Task item: Search the data for "Failed". Return each matching line.

Data provided:
--*--

//! Task queue integration
//!
//! Provides:
//! - The [`TaskQueue`] contract used by the pipeline and the worker
//! - SQS-backed queue with long polling, delayed send and visibility extension
//! - In-process queue for tests and single-node deployments

use crate::config::QueueConfig as AppQueueConfig;
use crate::errors::{AppError, Result};
use crate::tasks::{Task, TaskEnvelope};
use async_trait::async_trait;
use aws_sdk_sqs::types::Message;
use aws_sdk_sqs::Client as SqsClient;
use backoff::{future::retry, ExponentialBackoff};
use std::collections::{HashMap, VecDeque};
use std::time::{Duration, Instant};
use tokio::sync::Mutex;
use tracing::{debug, warn};
use uuid::Uuid;

/// SQS caps message delays at 15 minutes
const MAX_SQS_DELAY_SECS: u64 = 900;

/// A delivered task awaiting acknowledgement
#[derive(Debug, Clone)]
pub struct ReceivedTask {
    pub envelope: TaskEnvelope,
    /// Opaque handle passed back to `ack`
    pub receipt: String,
}

/// At-least-once task delivery
#[async_trait]
pub trait TaskQueue: Send + Sync {
    async fn enqueue(&self, envelope: &TaskEnvelope) -> Result<()>;

    async fn enqueue_delayed(&self, envelope: &TaskEnvelope, delay: Duration) -> Result<()>;

    /// Receive a batch; may wait for the configured poll timeout
    async fn receive(&self) -> Result<Vec<ReceivedTask>>;

    /// Acknowledge a processed task
    async fn ack(&self, receipt: &str) -> Result<()>;

    /// Keep a long-running task invisible to other consumers
    async fn extend(&self, _receipt: &str, _duration: Duration) -> Result<()> {
        Ok(())
    }

    /// Wrap and enqueue a task
    async fn push(&self, task: Task) -> Result<Uuid> {
        let envelope = TaskEnvelope::new(task);
        self.enqueue(&envelope).await?;
        Ok(envelope.id)
    }
}

// ============================================================================
// SQS
// ============================================================================

/// SQS queue configuration
#[derive(Debug, Clone)]
pub struct QueueConfig {
    /// Queue URL
    pub url: String,
    /// Dead letter queue URL (optional)
    pub dlq_url: Option<String>,
    /// Visibility timeout in seconds
    pub visibility_timeout: i32,
    /// Wait time for long polling (seconds)
    pub wait_time_seconds: i32,
    /// Maximum number of messages per poll
    pub max_messages: i32,
}

impl QueueConfig {
    /// Build from the application config; `None` when no queue URL is set
    pub fn from_app(config: &AppQueueConfig) -> Option<Self> {
        config.task_queue_url.as_ref().map(|url| Self {
            url: url.clone(),
            dlq_url: config.dlq_url.clone(),
            visibility_timeout: config.visibility_timeout_secs as i32,
            wait_time_seconds: config.poll_timeout_secs.min(20) as i32,
            max_messages: config.batch_size.clamp(1, 10) as i32,
        })
    }
}

/// SQS Queue client wrapper
pub struct Queue {
    client: SqsClient,
    config: QueueConfig,
}

impl Queue {
    /// Create a new queue client
    pub async fn new(config: QueueConfig) -> Result<Self> {
        let aws_config = aws_config::load_defaults(aws_config::BehaviorVersion::latest()).await;
        let client = SqsClient::new(&aws_config);

        Ok(Self { client, config })
    }

    /// Create with existing AWS config
    pub fn with_client(client: SqsClient, config: QueueConfig) -> Self {
        Self { client, config }
    }

    async fn send(&self, envelope: &TaskEnvelope, delay_seconds: Option<i32>) -> Result<()> {
        let body = serde_json::to_string(envelope).map_err(|e| AppError::QueueError {
            message: format!("Failed to serialize task: {}", e),
        })?;

        let policy = ExponentialBackoff {
            max_elapsed_time: Some(Duration::from_secs(10)),
            ..Default::default()
        };

        let client = &self.client;
        let url = &self.config.url;
        let body = &body;

        let result = retry(policy, move || async move {
            let mut request = client.send_message().queue_url(url).message_body(body);
            if let Some(delay) = delay_seconds {
                request = request.delay_seconds(delay);
            }
            request.send().await.map_err(|e| {
                warn!(error = %e, "Failed to send task, retrying");
                backoff::Error::transient(e)
            })
        })
        .await
        .map_err(|e| AppError::QueueError {
            message: format!("Failed to send task: {}", e),
        })?;

        debug!(
            message_id = %result.message_id.unwrap_or_default(),
            task = envelope.task.name(),
            "Task sent to queue"
        );
        Ok(())
    }

    /// Parse message body as a task envelope
    pub fn parse_message(message: &Message) -> Result<TaskEnvelope> {
        let body = message.body.as_ref().ok_or_else(|| AppError::QueueError {
            message: "Message has no body".to_string(),
        })?;

        serde_json::from_str(body).map_err(|e| AppError::QueueError {
            message: format!("Failed to parse message: {}", e),
        })
    }

    async fn delete(&self, receipt_handle: &str) -> Result<()> {
        self.client
            .delete_message()
            .queue_url(&self.config.url)
            .receipt_handle(receipt_handle)
            .send()
            .await
            .map_err(|e| AppError::QueueError {
                message: format!("Failed to delete message: {}", e),
            })?;

        debug!("Message deleted from queue");
        Ok(())
    }

    /// Park an unreadable message on the dead letter queue, if configured
    async fn dead_letter(&self, message: &Message) -> Result<()> {
        if let (Some(dlq), Some(body)) = (&self.config.dlq_url, &message.body) {
            self.client
                .send_message()
                .queue_url(dlq)
                .message_body(body)
                .send()
                .await
                .map_err(|e| AppError::QueueError {
                    message: format!("Failed to dead-letter message: {}", e),
                })?;
        }
        Ok(())
    }
}

#[async_trait]
impl TaskQueue for Queue {
    async fn enqueue(&self, envelope: &TaskEnvelope) -> Result<()> {
        self.send(envelope, None).await
    }

    async fn enqueue_delayed(&self, envelope: &TaskEnvelope, delay: Duration) -> Result<()> {
        let delay = delay.as_secs().min(MAX_SQS_DELAY_SECS) as i32;
        self.send(envelope, Some(delay)).await
    }

    async fn receive(&self) -> Result<Vec<ReceivedTask>> {
        let result = self
            .client
            .receive_message()
            .queue_url(&self.config.url)
            .max_number_of_messages(self.config.max_messages)
            .visibility_timeout(self.config.visibility_timeout)
            .wait_time_seconds(self.config.wait_time_seconds)
            .send()
            .await
            .map_err(|e| AppError::QueueError {
                message: format!("Failed to receive messages: {}", e),
            })?;

        let messages = result.messages.unwrap_or_default();
        debug!(count = messages.len(), "Received messages from queue");

        let mut tasks = Vec::with_capacity(messages.len());
        for message in messages {
            let Some(receipt) = message.receipt_handle.clone() else {
                continue;
            };
            match Self::parse_message(&message) {
                Ok(envelope) => tasks.push(ReceivedTask { envelope, receipt }),
                Err(e) => {
                    warn!(error = %e, "Dropping unreadable message");
                    self.dead_letter(&message).await?;
                    self.delete(&receipt).await?;
                }
            }
        }
        Ok(tasks)
    }

    async fn ack(&self, receipt: &str) -> Result<()> {
        self.delete(receipt).await
    }

    async fn extend(&self, receipt: &str, duration: Duration) -> Result<()> {
        self.client
            .change_message_visibility()
            .queue_url(&self.config.url)
            .receipt_handle(receipt)
            .visibility_timeout(duration.as_secs() as i32)
            .send()
            .await
            .map_err(|e| AppError::QueueError {
                message: format!("Failed to extend visibility: {}", e),
            })?;

        debug!(seconds = duration.as_secs(), "Extended message visibility");
        Ok(())
    }
}

// ============================================================================
// In-process
// ============================================================================

/// Queue kept in memory; delivered tasks stay in flight until acknowledged
#[derive(Default)]
pub struct MemoryTaskQueue {
    ready: Mutex<VecDeque<(Instant, TaskEnvelope)>>,
    in_flight: Mutex<HashMap<String, TaskEnvelope>>,
    batch_size: usize,
}

impl MemoryTaskQueue {
    pub fn new() -> Self {
        Self {
            batch_size: 10,
            ..Default::default()
        }
    }

    /// Tasks waiting for delivery (including delayed ones)
    pub async fn pending(&self) -> Vec<Task> {
        self.ready.lock().await.iter().map(|(_, e)| e.task.clone()).collect()
    }

    pub async fn in_flight(&self) -> usize {
        self.in_flight.lock().await.len()
    }

    /// Remove and return every pending task
    pub async fn drain(&self) -> Vec<Task> {
        self.ready.lock().await.drain(..).map(|(_, e)| e.task).collect()
    }
}

#[async_trait]
impl TaskQueue for MemoryTaskQueue {
    async fn enqueue(&self, envelope: &TaskEnvelope) -> Result<()> {
        self.ready.lock().await.push_back((Instant::now(), envelope.clone()));
        Ok(())
    }

    async fn enqueue_delayed(&self, envelope: &TaskEnvelope, delay: Duration) -> Result<()> {
        self.ready
            .lock()
            .await
            .push_back((Instant::now() + delay, envelope.clone()));
        Ok(())
    }

    async fn receive(&self) -> Result<Vec<ReceivedTask>> {
        let now = Instant::now();
        let mut ready = self.ready.lock().await;
        let mut in_flight = self.in_flight.lock().await;

        let mut delivered = Vec::new();
        let mut remaining = VecDeque::with_capacity(ready.len());
        for (due, envelope) in ready.drain(..) {
            if due <= now && delivered.len() < self.batch_size.max(1) {
                let receipt = Uuid::new_v4().to_string();
                in_flight.insert(receipt.clone(), envelope.clone());
                delivered.push(ReceivedTask { envelope, receipt });
            } else {
                remaining.push_back((due, envelope));
            }
        }
        *ready = remaining;

        Ok(delivered)
    }

    async fn ack(&self, receipt: &str) -> Result<()> {
        self.in_flight.lock().await.remove(receipt);
        Ok(())
    }
}

#[cfg(test)]
mod tests {
    use super::*;

    #[tokio::test]
    async fn test_memory_queue_delivery_and_ack() {
        let queue = MemoryTaskQueue::new();
        let record_id = Uuid::new_v4();
        queue.push(Task::IndexRecord { record_id }).await.unwrap();
        queue
            .enqueue_delayed(
                &TaskEnvelope::new(Task::SyncRecordOai { record_id }),
                Duration::from_secs(60),
            )
            .await
            .unwrap();

        let batch = queue.receive().await.unwrap();
        assert_eq!(batch.len(), 1);
        assert_eq!(batch[0].envelope.task, Task::IndexRecord { record_id });
        assert_eq!(queue.in_flight().await, 1);
        assert_eq!(queue.pending().await.len(), 1);

        queue.ack(&batch[0].receipt).await.unwrap();
        assert_eq!(queue.in_flight().await, 0);
        assert!(queue.receive().await.unwrap().is_empty());
    }

    #[test]
    fn test_queue_config_from_app() {
        let mut app = AppQueueConfig::default();
        assert!(QueueConfig::from_app(&app).is_none());

        app.task_queue_url = Some("https://sqs.example/queue".into());
        app.batch_size = 50;
        let config = QueueConfig::from_app(&app).unwrap();
        assert_eq!(config.max_messages, 10);
    }
}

--*--

Reply:
            message: format!("Failed to serialize task: {}", e),
                warn!(error = %e, "Failed to send task, retrying");
            message: format!("Failed to send task: {}", e),
            message: format!("Failed to parse message: {}", e),
                message: format!("Failed to delete message: {}", e),
                    message: format!("Failed to dead-letter message: {}", e),
                message: format!("Failed to receive messages: {}", e),
                message: format!("Failed to extend visibility: {}", e),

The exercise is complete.